*Required action*
Copy, from the entries below, each line where the word "await" can be found.

*Records for this task*
■ ■ ■ ■
use super::OutboundMessage;
use crate::engine::types::{format_price, format_timestamp, AlertEvent, AlertKind};
use chrono::NaiveDateTime;

pub const DIGEST_SUBJECT: &str = "Bursa Stock Alerts";

pub fn digest(events: &[AlertEvent], generated_at: &NaiveDateTime) -> OutboundMessage {
    let mut html = String::from("<h2 style='color:#2E86C1;'>Bursa Stock Alerts</h2>");
    html.push_str(
        "<table border='1' cellpadding='5' cellspacing='0' style='border-collapse: collapse;'>",
    );
    html.push_str(
        "<tr style='background-color:#f0f0f0;'><th>Stock</th><th>Price</th><th>Alert</th><th>Threshold</th></tr>",
    );

    for event in events {
        let color = match event.kind {
            AlertKind::Up => "green",
            AlertKind::Down => "red",
        };
        html.push_str(&format!(
            "<tr><td>{}</td><td>{}</td><td style='color:{}; font-weight:bold;'>{}</td><td>{}</td></tr>",
            event.symbol,
            format_price(event.price),
            color,
            event.kind,
            format_price(event.threshold_value)
        ));
    }

    html.push_str("</table>");
    html.push_str(&format!(
        "<p style='color:#666; font-size:12px;'>Generated at {}</p>",
        format_timestamp(generated_at)
    ));

    OutboundMessage {
        subject: DIGEST_SUBJECT.to_string(),
        body: html,
    }
}

pub fn direct(event: &AlertEvent) -> OutboundMessage {
    OutboundMessage {
        subject: format!("{} {}", event.symbol, event.kind),
        body: format!(
            "🚨 {} {} Alert!\nCurrent: RM {}\nThreshold: RM {}",
            event.symbol,
            event.kind,
            format_price(event.price),
            format_price(event.threshold_value)
        ),
    }
}

#[cfg(test)]
mod tests {
    use super::*;
    use crate::engine::types::{parse_timestamp, Symbol};

    fn event(symbol: &str, price: f64, kind: AlertKind, threshold_value: f64) -> AlertEvent {
        AlertEvent {
            symbol: Symbol::parse(symbol).unwrap(),
            price,
            kind,
            threshold_value,
        }
    }

    #[test]
    fn digest_has_one_row_per_event() {
        let events = vec![
            event("5285.KL", 10.5, AlertKind::Up, 10.0),
            event("1155.KL", 8.123, AlertKind::Down, 8.5),
        ];
        let at = parse_timestamp("2024-03-01 10:00:00").unwrap();
        let msg = digest(&events, &at);

        assert_eq!(msg.subject, DIGEST_SUBJECT);
        assert_eq!(msg.body.matches("<tr><td>").count(), 2);
        assert!(msg.body.contains("<td>5285.KL</td><td>10.50</td>"));
        assert!(msg.body.contains("color:red; font-weight:bold;'>DOWN"));
        assert!(msg.body.contains("<td>8.12</td>"));
        assert!(msg.body.contains("Generated at 2024-03-01 10:00:00"));
    }

    #[test]
    fn direct_message_template() {
        let msg = direct(&event("5285.KL", 10.5, AlertKind::Up, 10.0));
        assert_eq!(
            msg.body,
            "🚨 5285.KL UP Alert!\nCurrent: RM 10.50\nThreshold: RM 10.00"
        );
    }
}
pub mod cycle;
pub mod ticker;

pub use cycle::{CycleOutcome, CycleReport, MonitoringCycle};
pub use ticker::Ticker;

use log::{error, info, warn};
use std::sync::Arc;
use tokio::sync::mpsc;
use tokio::task::JoinHandle;
use tokio::time::Instant;

pub async fn run(cycle: Arc<MonitoringCycle>, mut ticks: mpsc::Receiver<Instant>) {
    let mut in_flight: Option<JoinHandle<CycleOutcome>> = None;

    while ticks.recv().await.is_some() {
        if cycle.is_running() {
            warn!("Previous cycle still running, dropping timer fire");
            continue;
        }
        if let Some(previous) = in_flight.take() {
            reap(previous).await;
        }
        let cycle = Arc::clone(&cycle);
        in_flight = Some(tokio::spawn(async move { cycle.run_once().await }));
    }

    info!("Ticker stopped, waiting for in-flight cycle");
    if let Some(last) = in_flight {
        reap(last).await;
    }
}

async fn reap(handle: JoinHandle<CycleOutcome>) {
    if let Err(e) = handle.await {
        error!("Monitoring cycle task failed: {}", e);
    }
}
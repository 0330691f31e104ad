use thiserror::Error;

#[derive(Error, Debug)]
pub enum MonitorError {
    #[error("Invalid symbol '{0}': expected four digits followed by .KL")]
    InvalidSymbol(String),

    #[error("Invalid threshold for {symbol}: up={up}, down={down} (need up > down > 0)")]
    InvalidThreshold { symbol: String, up: f64, down: f64 },

    #[error("No price data available for {0}")]
    NoData(String),

    #[error("HTTP error: {0}")]
    HttpError(#[from] reqwest::Error),

    #[error("{service} error: {reason}")]
    RemoteError { service: String, reason: String },

    #[error("SMTP error: {0}")]
    SmtpError(#[from] lettre::transport::smtp::Error),

    #[error("Email build error: {0}")]
    EmailError(#[from] lettre::error::Error),

    #[error("Invalid email address: {0}")]
    AddressError(#[from] lettre::address::AddressError),

    #[error("JSON parsing error: {0}")]
    JsonError(#[from] serde_json::Error),

    #[error("IO error: {0}")]
    IoError(#[from] std::io::Error),

    #[error("Configuration error: {0}")]
    ConfigError(String),
}

#[derive(Debug, Clone, Copy, PartialEq, Eq)]
pub enum ErrorClass {
    Validation,
    Transient,
    Persistence,
    Fatal,
}

impl MonitorError {
    pub fn class(&self) -> ErrorClass {
        match self {
            MonitorError::InvalidSymbol(_) | MonitorError::InvalidThreshold { .. } => {
                ErrorClass::Validation
            }
            MonitorError::NoData(_)
            | MonitorError::HttpError(_)
            | MonitorError::RemoteError { .. }
            | MonitorError::SmtpError(_) => ErrorClass::Transient,
            MonitorError::JsonError(_) | MonitorError::IoError(_) => ErrorClass::Persistence,
            MonitorError::EmailError(_)
            | MonitorError::AddressError(_)
            | MonitorError::ConfigError(_) => ErrorClass::Fatal,
        }
    }
}

pub type Result<T> = std::result::Result<T, MonitorError>;
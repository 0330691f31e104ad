//! Bursa Malaysia stock price monitor.

pub mod api;
pub mod config;
pub mod engine;
pub mod error;
pub mod monitor;
pub mod notify;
■ ■ ■ ■
*Finished task*
    while ticks.recv().await.is_some() {
            reap(previous).await;
        in_flight = Some(tokio::spawn(async move { cycle.run_once().await }));
        reap(last).await;
    if let Err(e) = handle.await {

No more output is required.